-- Exercise aim --
In the data below, one line contains "pub fn lt(a: &Value, b: &Value, strict: bool)" and a later one contains "(Value::Array(x), Value::Array(y)) =>". Print both, with every line between them, exactly and alone.

---------- Record set

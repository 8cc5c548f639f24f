//! Ordering and equality primitives shared by the filters and the sorter.
//!
//! Range comparisons are defined for three operand pairings only: two
//! numbers (integers and decimals mix freely), two strings (byte-wise
//! lexicographic order) and two booleans (`false < true`). Every other
//! pairing is incomparable. An incomparable pair is an unsatisfied condition
//! unless the caller asks for strict comparison, in which case it is a
//! [ErrorKind::TypeMismatch] failure.

use crate::collection::Document;
use crate::common::Value;
use crate::errors::{DocSiftError, DocSiftResult, ErrorKind};
use std::cmp::Ordering;

/// Orders two operands of a range comparison.
///
/// Returns `Ok(None)` when the pair has no order: a NaN on either side, or
/// an incomparable pairing in lenient mode.
fn order_operands(a: &Value, b: &Value, strict: bool) -> DocSiftResult<Option<Ordering>> {
    match (a, b) {
        (Value::String(x), Value::String(y)) => Ok(Some(x.as_bytes().cmp(y.as_bytes()))),
        (Value::Bool(x), Value::Bool(y)) => Ok(Some(x.cmp(y))),
        (Value::I64(x), Value::I64(y)) => Ok(Some(x.cmp(y))),
        _ if a.is_number() && b.is_number() => Ok(a.num_partial_cmp(b)),
        _ if strict => {
            log::error!(
                "Cannot compare {} with {}",
                a.type_name(),
                b.type_name()
            );
            Err(DocSiftError::new(
                &format!("Cannot compare {} with {}", a.type_name(), b.type_name()),
                ErrorKind::TypeMismatch,
            ))
        }
        _ => Ok(None),
    }
}

/// Returns `true` if `a < b`.
pub fn lt(a: &Value, b: &Value, strict: bool) -> DocSiftResult<bool> {
    Ok(matches!(order_operands(a, b, strict)?, Some(Ordering::Less)))
}

/// Returns `true` if `a > b`.
pub fn gt(a: &Value, b: &Value, strict: bool) -> DocSiftResult<bool> {
    Ok(matches!(order_operands(a, b, strict)?, Some(Ordering::Greater)))
}

/// Returns `true` if `a <= b`.
pub fn lte(a: &Value, b: &Value, strict: bool) -> DocSiftResult<bool> {
    Ok(matches!(
        order_operands(a, b, strict)?,
        Some(Ordering::Less | Ordering::Equal)
    ))
}

/// Returns `true` if `a >= b`.
pub fn gte(a: &Value, b: &Value, strict: bool) -> DocSiftResult<bool> {
    Ok(matches!(
        order_operands(a, b, strict)?,
        Some(Ordering::Greater | Ordering::Equal)
    ))
}

/// Exact equality without coercion, except that integers and decimals
/// holding the same number are equal.
#[inline]
pub fn equals(a: &Value, b: &Value) -> bool {
    a == b
}

/// Structural equality.
///
/// Arrays must have the same length and equal elements at every position.
/// Documents must have the same key set with deep-equal values under each
/// key; key order is ignored.
pub fn deep_equals(a: &Value, b: &Value) -> bool {
    match (a, b) {
        (Value::Array(x), Value::Array(y)) => {
            x.len() == y.len() && x.iter().zip(y.iter()).all(|(l, r)| deep_equals(l, r))
        }
        (Value::Document(x), Value::Document(y)) => documents_equal(x, y),
        _ => equals(a, b),
    }
}

fn documents_equal(a: &Document, b: &Document) -> bool {
    if a.size() != b.size() {
        return false;
    }

    a.iter().all(|(key, left)| match b.get(key) {
        Some(right) => deep_equals(left, right),
        None => false,
    })
}

fn sort_rank(value: Option<&Value>) -> u8 {
    match value {
        None => 0,
        Some(Value::Null) => 1,
        Some(Value::Bool(_)) => 2,
        Some(Value::I64(_) | Value::F64(_)) => 3,
        Some(Value::String(_)) => 4,
        Some(Value::Array(_)) => 5,
        Some(Value::Document(_)) => 6,
    }
}

/// Total order used for sorting.
///
/// Values of different types order by type:
/// `missing < null < bool < number < string < array < document`.
/// Numbers order numerically with NaN last, strings byte-wise, arrays
/// lexicographically by element. Documents are all equal to each other.
pub fn sort_cmp(a: Option<&Value>, b: Option<&Value>) -> Ordering {
    let rank = sort_rank(a).cmp(&sort_rank(b));
    if rank != Ordering::Equal {
        return rank;
    }

    match (a, b) {
        (Some(Value::Bool(x)), Some(Value::Bool(y))) => x.cmp(y),
        (Some(x), Some(y)) if x.is_number() => x.num_cmp(y).unwrap_or(Ordering::Equal),
        (Some(Value::String(x)), Some(Value::String(y))) => x.as_bytes().cmp(y.as_bytes()),
        (Some(Value::Array(x)), Some(Value::Array(y))) => {
            for (l, r) in x.iter().zip(y.iter()) {
                let cmp = sort_cmp(Some(l), Some(r));
                if cmp != Ordering::Equal {
                    return cmp;
                }
            }
            x.len().cmp(&y.len())
        }
        _ => Ordering::Equal,
    }
}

--------------------

-- Task solution --
pub fn lt(a: &Value, b: &Value, strict: bool) -> DocSiftResult<bool> {
    Ok(matches!(order_operands(a, b, strict)?, Some(Ordering::Less)))
}

/// Returns `true` if `a > b`.
pub fn gt(a: &Value, b: &Value, strict: bool) -> DocSiftResult<bool> {
    Ok(matches!(order_operands(a, b, strict)?, Some(Ordering::Greater)))
}

/// Returns `true` if `a <= b`.
pub fn lte(a: &Value, b: &Value, strict: bool) -> DocSiftResult<bool> {
    Ok(matches!(
        order_operands(a, b, strict)?,
        Some(Ordering::Less | Ordering::Equal)
    ))
}

/// Returns `true` if `a >= b`.
pub fn gte(a: &Value, b: &Value, strict: bool) -> DocSiftResult<bool> {
    Ok(matches!(
        order_operands(a, b, strict)?,
        Some(Ordering::Greater | Ordering::Equal)
    ))
}

/// Exact equality without coercion, except that integers and decimals
/// holding the same number are equal.
#[inline]
pub fn equals(a: &Value, b: &Value) -> bool {
    a == b
}

/// Structural equality.
///
/// Arrays must have the same length and equal elements at every position.
/// Documents must have the same key set with deep-equal values under each
/// key; key order is ignored.
pub fn deep_equals(a: &Value, b: &Value) -> bool {
    match (a, b) {
        (Value::Array(x), Value::Array(y)) => {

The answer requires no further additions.